--- START ---

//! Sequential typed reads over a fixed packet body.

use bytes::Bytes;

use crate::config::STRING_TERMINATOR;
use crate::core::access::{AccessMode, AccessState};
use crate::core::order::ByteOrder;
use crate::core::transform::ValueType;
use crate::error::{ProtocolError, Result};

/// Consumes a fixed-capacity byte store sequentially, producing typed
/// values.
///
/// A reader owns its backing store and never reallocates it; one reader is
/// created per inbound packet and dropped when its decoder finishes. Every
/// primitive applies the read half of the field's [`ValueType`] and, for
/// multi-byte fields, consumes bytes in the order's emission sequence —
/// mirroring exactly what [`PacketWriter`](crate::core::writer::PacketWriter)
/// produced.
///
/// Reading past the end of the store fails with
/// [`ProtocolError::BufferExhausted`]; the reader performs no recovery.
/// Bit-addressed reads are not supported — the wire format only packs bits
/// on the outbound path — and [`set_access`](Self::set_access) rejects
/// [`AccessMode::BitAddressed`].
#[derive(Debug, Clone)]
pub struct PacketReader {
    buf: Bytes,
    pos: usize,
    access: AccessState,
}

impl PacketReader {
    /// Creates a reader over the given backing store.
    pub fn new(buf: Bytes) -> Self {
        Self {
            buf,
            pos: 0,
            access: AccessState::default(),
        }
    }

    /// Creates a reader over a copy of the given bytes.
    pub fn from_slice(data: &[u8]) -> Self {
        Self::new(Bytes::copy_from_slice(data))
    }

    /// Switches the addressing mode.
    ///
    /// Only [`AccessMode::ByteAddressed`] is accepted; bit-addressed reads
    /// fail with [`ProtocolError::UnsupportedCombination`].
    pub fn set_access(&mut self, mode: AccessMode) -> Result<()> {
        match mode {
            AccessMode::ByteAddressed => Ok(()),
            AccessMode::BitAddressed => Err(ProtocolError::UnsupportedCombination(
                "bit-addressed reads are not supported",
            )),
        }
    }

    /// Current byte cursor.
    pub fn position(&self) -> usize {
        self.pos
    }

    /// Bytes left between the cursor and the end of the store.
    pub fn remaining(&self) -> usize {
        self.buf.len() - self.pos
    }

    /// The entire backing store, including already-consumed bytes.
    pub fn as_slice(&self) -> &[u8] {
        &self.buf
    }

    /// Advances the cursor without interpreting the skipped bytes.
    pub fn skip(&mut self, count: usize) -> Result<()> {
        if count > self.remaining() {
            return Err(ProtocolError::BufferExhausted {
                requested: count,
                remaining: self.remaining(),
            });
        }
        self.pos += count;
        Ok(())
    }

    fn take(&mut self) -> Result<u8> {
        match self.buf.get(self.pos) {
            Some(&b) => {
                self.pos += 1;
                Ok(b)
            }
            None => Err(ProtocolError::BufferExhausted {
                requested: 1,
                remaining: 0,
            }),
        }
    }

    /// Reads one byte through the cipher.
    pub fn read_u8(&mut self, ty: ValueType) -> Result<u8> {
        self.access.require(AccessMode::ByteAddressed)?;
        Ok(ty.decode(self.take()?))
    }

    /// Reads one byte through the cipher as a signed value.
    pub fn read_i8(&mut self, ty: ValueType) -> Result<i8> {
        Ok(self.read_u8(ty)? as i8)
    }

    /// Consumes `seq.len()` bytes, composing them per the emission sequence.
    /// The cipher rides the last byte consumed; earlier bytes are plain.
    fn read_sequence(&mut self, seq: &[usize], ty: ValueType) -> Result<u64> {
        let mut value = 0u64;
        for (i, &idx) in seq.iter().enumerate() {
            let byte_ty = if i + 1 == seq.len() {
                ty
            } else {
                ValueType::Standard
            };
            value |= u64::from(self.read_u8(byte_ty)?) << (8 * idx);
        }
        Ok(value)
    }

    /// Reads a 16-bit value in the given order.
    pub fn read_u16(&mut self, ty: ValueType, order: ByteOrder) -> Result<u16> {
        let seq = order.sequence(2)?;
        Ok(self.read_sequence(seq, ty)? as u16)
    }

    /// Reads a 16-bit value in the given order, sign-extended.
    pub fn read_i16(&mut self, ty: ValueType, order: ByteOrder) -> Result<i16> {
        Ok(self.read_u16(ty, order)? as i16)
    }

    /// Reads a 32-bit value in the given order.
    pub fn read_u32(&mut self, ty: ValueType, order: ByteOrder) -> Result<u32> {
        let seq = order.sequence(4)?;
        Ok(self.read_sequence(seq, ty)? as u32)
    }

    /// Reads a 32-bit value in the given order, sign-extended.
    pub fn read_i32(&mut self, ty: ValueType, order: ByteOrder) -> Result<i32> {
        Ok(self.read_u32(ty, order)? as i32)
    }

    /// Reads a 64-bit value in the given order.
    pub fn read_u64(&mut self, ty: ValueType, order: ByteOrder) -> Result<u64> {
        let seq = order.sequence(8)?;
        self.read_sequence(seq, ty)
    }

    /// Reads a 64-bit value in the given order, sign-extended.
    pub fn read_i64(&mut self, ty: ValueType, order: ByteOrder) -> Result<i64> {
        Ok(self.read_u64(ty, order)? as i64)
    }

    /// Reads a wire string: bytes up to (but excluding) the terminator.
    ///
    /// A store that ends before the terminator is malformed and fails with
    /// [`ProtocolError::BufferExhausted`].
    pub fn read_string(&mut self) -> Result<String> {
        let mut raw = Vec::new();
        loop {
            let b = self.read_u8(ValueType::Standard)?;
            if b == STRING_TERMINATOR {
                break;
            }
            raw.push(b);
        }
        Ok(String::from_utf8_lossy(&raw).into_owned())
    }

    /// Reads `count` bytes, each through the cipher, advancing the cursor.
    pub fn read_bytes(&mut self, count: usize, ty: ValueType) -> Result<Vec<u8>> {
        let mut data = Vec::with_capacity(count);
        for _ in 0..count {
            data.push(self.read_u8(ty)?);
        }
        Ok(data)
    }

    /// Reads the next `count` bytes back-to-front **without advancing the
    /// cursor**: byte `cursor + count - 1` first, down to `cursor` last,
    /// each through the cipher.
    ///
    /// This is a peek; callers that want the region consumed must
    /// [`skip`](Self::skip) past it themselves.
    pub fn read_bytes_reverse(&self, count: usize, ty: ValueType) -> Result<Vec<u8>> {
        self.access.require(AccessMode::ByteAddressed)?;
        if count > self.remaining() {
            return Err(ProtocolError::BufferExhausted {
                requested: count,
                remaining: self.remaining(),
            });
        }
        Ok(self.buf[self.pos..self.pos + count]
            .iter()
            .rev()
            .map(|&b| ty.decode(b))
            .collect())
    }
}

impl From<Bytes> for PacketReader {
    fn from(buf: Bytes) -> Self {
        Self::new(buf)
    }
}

--- END ---
--- START ---

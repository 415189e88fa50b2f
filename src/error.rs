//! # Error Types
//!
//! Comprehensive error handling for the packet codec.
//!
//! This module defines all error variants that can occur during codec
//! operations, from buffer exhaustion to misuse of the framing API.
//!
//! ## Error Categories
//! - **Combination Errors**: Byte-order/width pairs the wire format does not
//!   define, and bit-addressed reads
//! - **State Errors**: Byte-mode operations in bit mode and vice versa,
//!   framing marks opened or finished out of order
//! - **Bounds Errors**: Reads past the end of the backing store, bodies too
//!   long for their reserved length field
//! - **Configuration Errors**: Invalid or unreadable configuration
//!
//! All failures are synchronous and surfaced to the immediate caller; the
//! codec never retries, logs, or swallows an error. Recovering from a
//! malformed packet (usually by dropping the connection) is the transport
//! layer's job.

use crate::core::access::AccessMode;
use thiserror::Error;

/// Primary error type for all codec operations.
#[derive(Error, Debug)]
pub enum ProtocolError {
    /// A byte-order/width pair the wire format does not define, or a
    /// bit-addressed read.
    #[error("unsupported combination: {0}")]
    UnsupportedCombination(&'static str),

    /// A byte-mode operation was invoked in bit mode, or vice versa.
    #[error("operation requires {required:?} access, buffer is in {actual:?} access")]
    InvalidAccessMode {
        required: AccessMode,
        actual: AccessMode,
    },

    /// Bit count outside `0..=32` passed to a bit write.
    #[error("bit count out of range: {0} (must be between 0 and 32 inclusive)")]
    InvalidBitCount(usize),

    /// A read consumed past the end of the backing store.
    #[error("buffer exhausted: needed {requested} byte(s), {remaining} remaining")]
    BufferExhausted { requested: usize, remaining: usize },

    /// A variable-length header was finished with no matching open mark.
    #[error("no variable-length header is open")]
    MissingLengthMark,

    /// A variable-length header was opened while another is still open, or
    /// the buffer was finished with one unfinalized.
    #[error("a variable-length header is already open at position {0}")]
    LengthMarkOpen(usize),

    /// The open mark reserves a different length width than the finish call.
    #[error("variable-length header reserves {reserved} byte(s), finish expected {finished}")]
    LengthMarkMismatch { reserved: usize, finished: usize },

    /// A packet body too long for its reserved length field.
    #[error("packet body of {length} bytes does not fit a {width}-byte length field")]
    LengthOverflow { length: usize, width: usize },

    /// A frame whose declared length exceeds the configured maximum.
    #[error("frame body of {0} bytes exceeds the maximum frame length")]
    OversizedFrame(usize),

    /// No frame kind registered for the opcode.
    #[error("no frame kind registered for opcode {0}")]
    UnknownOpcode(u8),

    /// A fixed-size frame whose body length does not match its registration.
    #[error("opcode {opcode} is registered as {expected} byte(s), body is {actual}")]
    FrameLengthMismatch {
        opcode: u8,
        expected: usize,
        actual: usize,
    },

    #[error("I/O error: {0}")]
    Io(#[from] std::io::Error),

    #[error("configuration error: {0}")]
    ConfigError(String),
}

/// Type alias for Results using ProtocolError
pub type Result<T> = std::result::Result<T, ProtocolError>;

--- END ---

Task instructions
Copy out each line of the data where the string "between" appears.

Response area
    /// Bytes left between the cursor and the end of the store.
    #[error("bit count out of range: {0} (must be between 0 and 32 inclusive)")]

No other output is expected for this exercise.